Telephone interview with ED Physician #2 on 3/31/15 at 7:34 PM, revealed he was the ED physician on 3/2/15. Further interview revealed "...I don't remember anything about her...don't remember anyone telling me about her leaving...we defer to the triage nurse about who comes back..."
Telephone interview with Registration Clerk #2 on 3/31/15 at 8:00 PM, revealed she was the ED registration clerk on 3/2/15. Continued interview revealed "...I do remember her...she came in...sat down...her husband registered her...she was waiting about 25 minutes...I remember noting that she had been there for 25 minutes after her husband registered her...it was at least 25 minutes...they were both at the window at first...he came back up to the window and questioned the wait...I told him the nursing staff would be with them as quickly as they could...a triage nurse was there...but I don't know where she was...didn't see her the whole time...he [patient's husband] told me they were leaving...I told the triage nurse they had left...if someone is extremely critical we are told to go get the nurse...that would be like a heart attack...I went back there and couldn't find her [triage nurse]...it was routine that we can't find anyone to come out to triage...that happens so often that we don't have anyone in triage...I remember how upset and worried he [patient's husband] was..."

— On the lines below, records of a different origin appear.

// Tree traversal
//
// This module provides pre-order and post-order traversal over any tree that
// can list the children of a node. Traversal only ever follows the
// parent-to-child ownership edges reported by `Traversable::children`, so
// side references between nodes can never make it loop.

use std::fmt;

/// A tree whose nodes can be enumerated from a root.
pub trait Traversable {
    /// Handle used to address a node of the tree
    type Node: Copy + Eq + fmt::Debug;

    /// Children of `node` in iteration order. Unknown nodes have no children.
    fn children(&self, node: Self::Node) -> &[Self::Node];

    /// Parent of `node`, `None` for the root or unknown nodes.
    fn parent(&self, node: Self::Node) -> Option<Self::Node>;
}

#[derive(Debug, Clone, Copy, PartialEq, Eq)]
enum Action {
    Continue,
    DontGoDeeper,
    Stop,
}

/// Control object handed to a visitor for every visited node.
#[derive(Debug)]
pub struct Visit<R> {
    action: Action,
    result: Option<R>,
}

impl<R> Visit<R> {
    /// Create a visit that continues the traversal
    pub fn new() -> Self {
        Self { action: Action::Continue, result: None }
    }

    /// Abort the whole traversal without a result
    pub fn stop(&mut self) {
        self.action = Action::Stop;
    }

    /// Abort the whole traversal and return `result` from it
    pub fn stop_with(&mut self, result: R) {
        self.result = Some(result);
        self.action = Action::Stop;
    }

    /// Visit the siblings of the current node but not its descendants
    pub fn dont_go_deeper(&mut self) {
        if self.action != Action::Stop {
            self.action = Action::DontGoDeeper;
        }
    }

    pub fn is_stopped(&self) -> bool {
        self.action == Action::Stop
    }

    pub fn is_dont_go_deeper(&self) -> bool {
        self.action == Action::DontGoDeeper
    }

    pub fn is_continue(&self) -> bool {
        self.action == Action::Continue
    }

    /// Clears a pending "don't go deeper" and reports whether it was set.
    fn take_dont_go_deeper(&mut self) -> bool {
        let skip = self.action == Action::DontGoDeeper;
        if skip {
            self.action = Action::Continue;
        }
        skip
    }

    fn into_result(self) -> Option<R> {
        self.result
    }
}

impl<R> Default for Visit<R> {
    fn default() -> Self {
        Self::new()
    }
}

/// Decides which nodes are handed to the visitor and which subtrees are entered.
///
/// The two decisions are independent: a node can be skipped while its
/// children are still visited, and a node can be visited while its subtree is
/// pruned.
pub trait VisitFilter<T: Traversable + ?Sized> {
    /// Whether `node` itself is passed to the visitor
    fn visit_object(&self, _tree: &T, _node: T::Node) -> bool {
        true
    }

    /// Whether the traversal descends into the children of `node`
    fn visit_children(&self, _tree: &T, _node: T::Node) -> bool {
        true
    }
}

/// Filter that accepts every node and every subtree.
#[derive(Debug, Clone, Copy, Default)]
pub struct AllVisitFilter;

impl<T: Traversable + ?Sized> VisitFilter<T> for AllVisitFilter {}

/// Filter that hands only matching nodes to the visitor but still descends everywhere.
pub struct ObjectFilter<F>(pub F);

impl<T, F> VisitFilter<T> for ObjectFilter<F>
where
    T: Traversable + ?Sized,
    F: Fn(&T, T::Node) -> bool,
{
    fn visit_object(&self, tree: &T, node: T::Node) -> bool {
        (self.0)(tree, node)
    }
}

/// Filter that prunes the subtrees of nodes failing the predicate.
pub struct ChildrenFilter<F>(pub F);

impl<T, F> VisitFilter<T> for ChildrenFilter<F>
where
    T: Traversable + ?Sized,
    F: Fn(&T, T::Node) -> bool,
{
    fn visit_children(&self, tree: &T, node: T::Node) -> bool {
        (self.0)(tree, node)
    }
}

/// Pre-order cursor over a tree.
///
/// The cursor borrows nothing between calls. Children of a yielded node are
/// read on the following `next` call, so the caller may mutate the tree in
/// between, and `dont_go_deeper` prunes the node yielded last.
#[derive(Debug, Clone)]
pub struct PreOrderCursor<N> {
    stack: Vec<N>,
    last: Option<N>,
    skip_last: bool,
}

impl<N: Copy + Eq + fmt::Debug> PreOrderCursor<N> {
    /// Cursor over the descendants of `root`, excluding `root` itself
    pub fn children_of(root: N) -> Self {
        Self { stack: Vec::new(), last: Some(root), skip_last: false }
    }

    /// Cursor over `root` and all of its descendants
    pub fn starting_at(root: N) -> Self {
        Self { stack: vec![root], last: None, skip_last: false }
    }

    /// Skip the children of the node returned by the previous `next`
    pub fn dont_go_deeper(&mut self) {
        self.skip_last = true;
    }

    /// Advance to the next node in pre-order
    pub fn next<T>(&mut self, tree: &T) -> Option<N>
    where
        T: Traversable<Node = N> + ?Sized,
    {
        if let Some(last) = self.last.take() {
            if !self.skip_last {
                self.stack.extend(tree.children(last).iter().rev().copied());
            }
        }
        self.skip_last = false;

        let node = self.stack.pop()?;
        self.last = Some(node);
        Some(node)
    }
}

/// Visit every descendant of `root` in pre-order, excluding `root`.
pub fn visit_children<T, R, F>(tree: &T, root: T::Node, visitor: F) -> Option<R>
where
    T: Traversable + ?Sized,
    F: FnMut(T::Node, &mut Visit<R>),
{
    visit_children_filtered(tree, root, &AllVisitFilter, visitor)
}

/// Visit the descendants of `root` in pre-order under a filter.
pub fn visit_children_filtered<T, R, V, F>(tree: &T, root: T::Node, filter: &V, visitor: F) -> Option<R>
where
    T: Traversable + ?Sized,
    V: VisitFilter<T> + ?Sized,
    F: FnMut(T::Node, &mut Visit<R>),
{
    pre_order(tree, PreOrderCursor::children_of(root), filter, visitor)
}

/// Visit `root` and then all of its descendants in pre-order.
pub fn visit<T, R, F>(tree: &T, root: T::Node, visitor: F) -> Option<R>
where
    T: Traversable + ?Sized,
    F: FnMut(T::Node, &mut Visit<R>),
{
    pre_order(tree, PreOrderCursor::starting_at(root), &AllVisitFilter, visitor)
}

fn pre_order<T, R, V, F>(tree: &T, mut cursor: PreOrderCursor<T::Node>, filter: &V, mut visitor: F) -> Option<R>
where
    T: Traversable + ?Sized,
    V: VisitFilter<T> + ?Sized,
    F: FnMut(T::Node, &mut Visit<R>),
{
    let mut visit = Visit::new();
    while let Some(node) = cursor.next(tree) {
        if filter.visit_object(tree, node) {
            visitor(node, &mut visit);
            if visit.is_stopped() {
                return visit.into_result();
            }
            if visit.take_dont_go_deeper() {
                cursor.dont_go_deeper();
                continue;
            }
        }
        if !filter.visit_children(tree, node) {
            cursor.dont_go_deeper();
        }
    }
    visit.into_result()
}

/// Pre-order visit of the descendants of `root` with mutable access to the tree.
///
/// Children of a node are read after its visitor returns, so the visitor may
/// add or remove children of the node it is handed. Nodes removed before
/// they are reached are still passed to the visitor; `Traversable::children`
/// reports no children for them.
pub fn visit_children_mut<T, R, F>(tree: &mut T, root: T::Node, mut visitor: F) -> Option<R>
where
    T: Traversable + ?Sized,
    F: FnMut(&mut T, T::Node, &mut Visit<R>),
{
    let mut cursor = PreOrderCursor::children_of(root);
    let mut visit = Visit::new();
    while let Some(node) = cursor.next(&*tree) {
        visitor(tree, node, &mut visit);
        if visit.is_stopped() {
            return visit.into_result();
        }
        if visit.take_dont_go_deeper() {
            cursor.dont_go_deeper();
        }
    }
    visit.into_result()
}

/// Visit `root` and its descendants bottom-up: every child before its parent.
pub fn visit_post_order<T, R, V, F>(tree: &T, root: T::Node, filter: &V, mut visitor: F) -> Option<R>
where
    T: Traversable + ?Sized,
    V: VisitFilter<T> + ?Sized,
    F: FnMut(T::Node, &mut Visit<R>),
{
    let mut stack = vec![(root, false)];
    let mut visit = Visit::new();
    while let Some((node, expanded)) = stack.pop() {
        if !expanded {
            stack.push((node, true));
            if filter.visit_children(tree, node) {
                stack.extend(tree.children(node).iter().rev().map(|child| (*child, false)));
            }
            continue;
        }
        if filter.visit_object(tree, node) {
            visitor(node, &mut visit);
            if visit.is_stopped() {
                return visit.into_result();
            }
            // children are already behind us
            visit.take_dont_go_deeper();
        }
    }
    visit.into_result()
}

/// Bottom-up visit with mutable access to the tree.
///
/// The children of a node are collected before any of them is visited.
pub fn visit_post_order_mut<T, R, F>(tree: &mut T, root: T::Node, mut visitor: F) -> Option<R>
where
    T: Traversable + ?Sized,
    F: FnMut(&mut T, T::Node, &mut Visit<R>),
{
    let mut stack = vec![(root, false)];
    let mut visit = Visit::new();
    while let Some((node, expanded)) = stack.pop() {
        if !expanded {
            stack.push((node, true));
            stack.extend(tree.children(node).iter().rev().map(|child| (*child, false)));
            continue;
        }
        visitor(tree, node, &mut visit);
        if visit.is_stopped() {
            return visit.into_result();
        }
        visit.take_dont_go_deeper();
    }
    visit.into_result()
}

/// Visit the ancestors of `node`, nearest first.
pub fn visit_parents<T, R, F>(tree: &T, node: T::Node, mut visitor: F) -> Option<R>
where
    T: Traversable + ?Sized,
    F: FnMut(T::Node, &mut Visit<R>),
{
    let mut visit = Visit::new();
    let mut current = tree.parent(node);
    while let Some(parent) = current {
        visitor(parent, &mut visit);
        if visit.is_stopped() {
            return visit.into_result();
        }
        visit.take_dont_go_deeper();
        current = tree.parent(parent);
    }
    visit.into_result()
}

#[cfg(test)]
mod tests {
    use super::*;

    /// Adjacency-list tree used by the traversal tests:
    ///
    /// ```text
    /// 0
    /// ├── 1
    /// │   ├── 3
    /// │   └── 4
    /// │       └── 7
    /// └── 2
    ///     ├── 5
    ///     └── 6
    /// ```
    struct TestTree {
        children: Vec<Vec<usize>>,
        parents: Vec<Option<usize>>,
    }

    impl TestTree {
        fn sample() -> Self {
            let children = vec![
                vec![1, 2],
                vec![3, 4],
                vec![5, 6],
                vec![],
                vec![7],
                vec![],
                vec![],
                vec![],
            ];
            let mut parents = vec![None; children.len()];
            for (parent, kids) in children.iter().enumerate() {
                for kid in kids {
                    parents[*kid] = Some(parent);
                }
            }
            Self { children, parents }
        }
    }

    impl Traversable for TestTree {
        type Node = usize;

        fn children(&self, node: usize) -> &[usize] {
            self.children.get(node).map(Vec::as_slice).unwrap_or(&[])
        }

        fn parent(&self, node: usize) -> Option<usize> {
            self.parents.get(node).copied().flatten()
        }
    }

    #[test]
    fn test_pre_order_excludes_root() {
        let tree = TestTree::sample();
        let mut seen = Vec::new();
        let result: Option<()> = visit_children(&tree, 0, |node, _visit| seen.push(node));
        assert_eq!(seen, vec![1, 3, 4, 7, 2, 5, 6]);
        assert_eq!(result, None);
    }

    #[test]
    fn test_visit_includes_root() {
        let tree = TestTree::sample();
        let mut seen = Vec::new();
        visit::<_, (), _>(&tree, 2, |node, _visit| seen.push(node));
        assert_eq!(seen, vec![2, 5, 6]);
    }

    #[test]
    fn test_dont_go_deeper_skips_descendants_only() {
        let tree = TestTree::sample();
        let mut seen = Vec::new();
        visit_children::<_, (), _>(&tree, 0, |node, visit| {
            seen.push(node);
            if node == 1 {
                visit.dont_go_deeper();
            }
        });
        assert_eq!(seen, vec![1, 2, 5, 6]);
    }

    #[test]
    fn test_stop_with_result_ends_traversal() {
        let tree = TestTree::sample();
        let mut seen = Vec::new();
        let found = visit_children(&tree, 0, |node, visit| {
            seen.push(node);
            if node == 4 {
                visit.stop_with(node * 10);
            }
        });
        assert_eq!(found, Some(40));
        assert_eq!(seen, vec![1, 3, 4]);
    }

    #[test]
    fn test_stop_without_result() {
        let tree = TestTree::sample();
        let mut count = 0;
        let result: Option<usize> = visit_children(&tree, 0, |_node, visit| {
            count += 1;
            visit.stop();
        });
        assert_eq!(count, 1);
        assert_eq!(result, None);
    }

    #[test]
    fn test_empty_container_visits_nothing() {
        let tree = TestTree::sample();
        let mut count = 0;
        let result: Option<u8> = visit_children(&tree, 3, |_node, _visit| count += 1);
        assert_eq!(count, 0);
        assert_eq!(result, None);
    }

    #[test]
    fn test_filters_are_independent() {
        let tree = TestTree::sample();

        // node 1 is hidden from the visitor but its subtree is still walked
        let mut seen = Vec::new();
        let skip_one = ObjectFilter(|_tree: &TestTree, node: usize| node != 1);
        visit_children_filtered::<_, (), _, _>(&tree, 0, &skip_one, |node, _visit| seen.push(node));
        assert_eq!(seen, vec![3, 4, 7, 2, 5, 6]);

        // node 1 is visited but its subtree is pruned
        let mut seen = Vec::new();
        let prune_one = ChildrenFilter(|_tree: &TestTree, node: usize| node != 1);
        visit_children_filtered::<_, (), _, _>(&tree, 0, &prune_one, |node, _visit| seen.push(node));
        assert_eq!(seen, vec![1, 2, 5, 6]);
    }

    #[test]
    fn test_post_order_visits_children_first() {
        let tree = TestTree::sample();
        let mut seen = Vec::new();
        visit_post_order::<_, (), _, _>(&tree, 0, &AllVisitFilter, |node, _visit| seen.push(node));
        assert_eq!(seen, vec![3, 7, 4, 1, 5, 6, 2, 0]);
    }

    #[test]
    fn test_post_order_stop() {
        let tree = TestTree::sample();
        let found = visit_post_order(&tree, 0, &AllVisitFilter, |node, visit| {
            if node == 4 {
                visit.stop_with("four");
            }
        });
        assert_eq!(found, Some("four"));
    }

    #[test]
    fn test_visit_parents_walks_to_root() {
        let tree = TestTree::sample();
        let mut seen = Vec::new();
        visit_parents::<_, (), _>(&tree, 7, |node, _visit| seen.push(node));
        assert_eq!(seen, vec![4, 1, 0]);
    }

    #[test]
    fn test_cursor_dont_go_deeper() {
        let tree = TestTree::sample();
        let mut cursor = PreOrderCursor::starting_at(0);
        let mut seen = Vec::new();
        while let Some(node) = cursor.next(&tree) {
            seen.push(node);
            if node == 2 {
                cursor.dont_go_deeper();
            }
        }
        assert_eq!(seen, vec![0, 1, 3, 4, 7, 2]);
    }

    #[test]
    fn test_mutable_visit_sees_children_added_by_visitor() {
        let mut tree = TestTree::sample();
        let mut seen = Vec::new();
        visit_children_mut::<_, (), _>(&mut tree, 0, |tree, node, _visit| {
            seen.push(node);
            if node == 3 {
                tree.children.push(Vec::new());
                tree.parents.push(Some(3));
                tree.children[3].push(8);
            }
        });
        assert_eq!(seen, vec![1, 3, 8, 4, 7, 2, 5, 6]);
    }
}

Interview with the ED Nurse Manager on 3/31/15 at 12:17 PM, in the ED conference room, revealed "...patients to be triaged...expectation is within five minutes...shift leader should be watching the board...shift leader could be with a patient...[shift leader] would be watching the tracking board...should be trying to get free and get out there [triage]...registration will call back if someone is in a lot of distress...they will come back and get someone...whoever they see...they would tell we have a bad patient out there...if they [patient] are pregnant and having some type of problem they shouldn't be put back in the lobby...could use hall beds..." Further interview confirmed the patient did not receive a stabilizing treatment and should have been seen by a physician.